Marc Bergère & Myriam Eck, Calanques, XXI & XXII
Alain Freixe a créé une superbe collection aux Cahiers du Museur : sous format d’un feuillet A3, papier Moulin du coq, grain torchon, 325 g plié en deux, il l’a intitulé « À côté ». C’est – écrit l’éditeur et poète – « un nom de pays. Celui du regard qui bondit du texte à l’image à moins que ce ne soit l’inverse, contredisant la « belle page » typographique ! ».
Plutôt que la ligne droite, la collection préfère donc l’oblique, les chemins de traverse, la dérive, le décalage, la brèche, le chassé croisé. C’est pourquoi Myriam Eck s’y trouve à l’aise. Entre Bergère et elle se crée un rite : chacun offre sa mise pour qu’elle se perde dans la partition de l’autre selon une correspondance qui évite tout effet d’illustration.
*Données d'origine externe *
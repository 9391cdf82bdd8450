//! Migrator registering the account schema.
//! Indexes are applied last.
pub use sea_orm_migration::prelude::*;

mod m20250101_000001_create_account;
mod m20250101_000002_add_account_indexes;

pub struct Migrator;

#[async_trait::async_trait]
impl MigratorTrait for Migrator {
    fn migrations() -> Vec<Box<dyn MigrationTrait>> {
        vec![
            Box::new(m20250101_000001_create_account::Migration),
            // Indexes should always be applied last
            Box::new(m20250101_000002_add_account_indexes::Migration),
        ]
    }
}
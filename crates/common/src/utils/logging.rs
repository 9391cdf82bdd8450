use std::io;
use tracing_subscriber::{fmt, EnvFilter};

const DEFAULT_FILTER: &str = "info,tower_http=info,axum=info,sqlx=warn";

/// Initialize tracing subscriber with sensible defaults and stdout writer.
/// - Respects `RUST_LOG` if set
/// - Falls back to `info,tower_http=info,axum=info,sqlx=warn`
pub fn init_logging_default() {
    let env_filter = EnvFilter::try_from_default_env()
        .unwrap_or_else(|_| EnvFilter::new(DEFAULT_FILTER));
    let _ = fmt()
        .with_env_filter(env_filter)
        .with_target(false)
        .compact()
        .with_writer(io::stdout)
        .try_init();
}

/// Initialize tracing subscriber with JSON structured output.
pub fn init_logging_json() {
    let env_filter = EnvFilter::try_from_default_env()
        .unwrap_or_else(|_| EnvFilter::new(DEFAULT_FILTER));
    let _ = fmt()
        .with_env_filter(env_filter)
        .with_target(false)
        .json()
        .with_writer(io::stdout)
        .try_init();
}

/// Pick the output format from `LOG_FORMAT` (`json` or anything else for compact).
pub fn init_logging_from_env() {
    match std::env::var("LOG_FORMAT").as_deref() {
        Ok("json") => init_logging_json(),
        _ => init_logging_default(),
    }
}

/// Test-friendly subscriber routed through the libtest capture.
pub fn init_test_logging() {
    let _ = fmt()
        .with_env_filter(EnvFilter::try_from_default_env().unwrap_or_else(|_| EnvFilter::new("debug")))
        .with_test_writer()
        .try_init();
}
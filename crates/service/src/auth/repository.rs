use async_trait::async_trait;

use super::domain::{Account, NewAccount};
use super::errors::AuthError;

/// Repository abstraction over the credential store.
///
/// `insert` is the authoritative uniqueness check: implementations must
/// reject a duplicate email (first) or username atomically with the write.
#[async_trait]
pub trait AccountRepository: Send + Sync {
    async fn find_by_id(&self, id: i32) -> Result<Option<Account>, AuthError>;
    async fn find_by_email(&self, email: &str) -> Result<Option<Account>, AuthError>;
    async fn find_by_username(&self, username: &str) -> Result<Option<Account>, AuthError>;
    async fn insert(&self, new: NewAccount) -> Result<Account, AuthError>;
}

/// Simple in-memory mock repository for tests and doc examples
pub mod mock {
    use super::*;
    use std::sync::{Mutex, MutexGuard};

    use models::account::DEFAULT_ROLE;

    #[derive(Default)]
    struct State {
        last_id: i32,
        accounts: Vec<Account>,
    }

    /// All state sits behind one lock, so check-and-insert is atomic.
    #[derive(Default)]
    pub struct MockAccountRepository {
        state: Mutex<State>,
    }

    impl MockAccountRepository {
        fn state(&self) -> Result<MutexGuard<'_, State>, AuthError> {
            self.state.lock().map_err(|_| AuthError::Repository("mock repository poisoned".into()))
        }

        pub fn len(&self) -> Result<usize, AuthError> {
            Ok(self.state()?.accounts.len())
        }

        pub fn is_empty(&self) -> Result<bool, AuthError> { Ok(self.len()? == 0) }
    }

    #[async_trait]
    impl AccountRepository for MockAccountRepository {
        async fn find_by_id(&self, id: i32) -> Result<Option<Account>, AuthError> {
            Ok(self.state()?.accounts.iter().find(|a| a.id == id).cloned())
        }

        async fn find_by_email(&self, email: &str) -> Result<Option<Account>, AuthError> {
            Ok(self.state()?.accounts.iter().find(|a| a.email == email).cloned())
        }

        async fn find_by_username(&self, username: &str) -> Result<Option<Account>, AuthError> {
            Ok(self.state()?.accounts.iter().find(|a| a.username == username).cloned())
        }

        async fn insert(&self, new: NewAccount) -> Result<Account, AuthError> {
            let mut state = self.state()?;
            if state.accounts.iter().any(|a| a.email == new.email) {
                return Err(AuthError::DuplicateEmail);
            }
            if state.accounts.iter().any(|a| a.username == new.username) {
                return Err(AuthError::DuplicateUsername);
            }
            state.last_id += 1;
            let account = Account {
                id: state.last_id,
                email: new.email,
                username: new.username,
                password_hash: new.password_hash,
                is_active: true,
                role: DEFAULT_ROLE.to_string(),
            };
            state.accounts.push(account.clone());
            Ok(account)
        }
    }

}
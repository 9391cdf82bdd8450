use serde::{Deserialize, Serialize};
use thiserror::Error;

/// One turn of a conversation. `role` is a free-form speaker tag.
#[derive(Debug, Clone, PartialEq, Eq, Serialize, Deserialize)]
pub struct ChatMessage {
    pub role: String,
    pub content: String,
}

/// Conversation in send order; only the last message is consulted.
#[derive(Debug, Clone, Default, Serialize, Deserialize)]
pub struct ChatRequest {
    pub messages: Vec<ChatMessage>,
}

#[derive(Debug, Clone, PartialEq, Eq, Serialize, Deserialize)]
pub struct ChatReply {
    pub message: String,
}

#[derive(Debug, Error, PartialEq, Eq)]
pub enum ChatError {
    #[error("No messages provided")]
    EmptyConversation,
}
Entre terroir et errance, la poésie et l’art ne peuvent être traités comme des passants. Ils coupent, rebroussent le passage ou l’emportent. Le livre devient par son projet même table rase des simples effets de réel et une conduite forcée. La “ clôture ” est donc une ouverture, son horizon une perte. Ne reste que la danse des calanques. Il faut s’y confronter : habiter ou passer.
Et si, trop souvent peut-être, la poésie ne peut se situer qu’à proximité de l’élégie, ici le duo des créateurs permet de ne pas y plonger. La juxtaposition évite paradoxalement les circonvolutions superfétatoires. Manière d’exorciser toute complaisance qui donne à la “ folie de croire, d’entrevoir, de croire entrevoir ” (Beckett) autre chose qu’un constat minimal : brillent tous les éclats que le langage peut donner : quelle qu’en soit sa nature, le charme opère.
jean-paul gavard-perret
Marc Bergère & Myriam Eck, Calanques, XXI & XXII, Editions Les Cahiers du Museur, coll. « A côté », 2016.
One thought on “Marc Bergère & Myriam Eck, Calanques, XXI & XXII”
Bonjour Monsieur
Grand merci pour cette recension du premier livre d’artiste qu’il m’a été donné de réaliser grâce à Myriam Eck & Alain Freixe ; cordialement – marc bergère.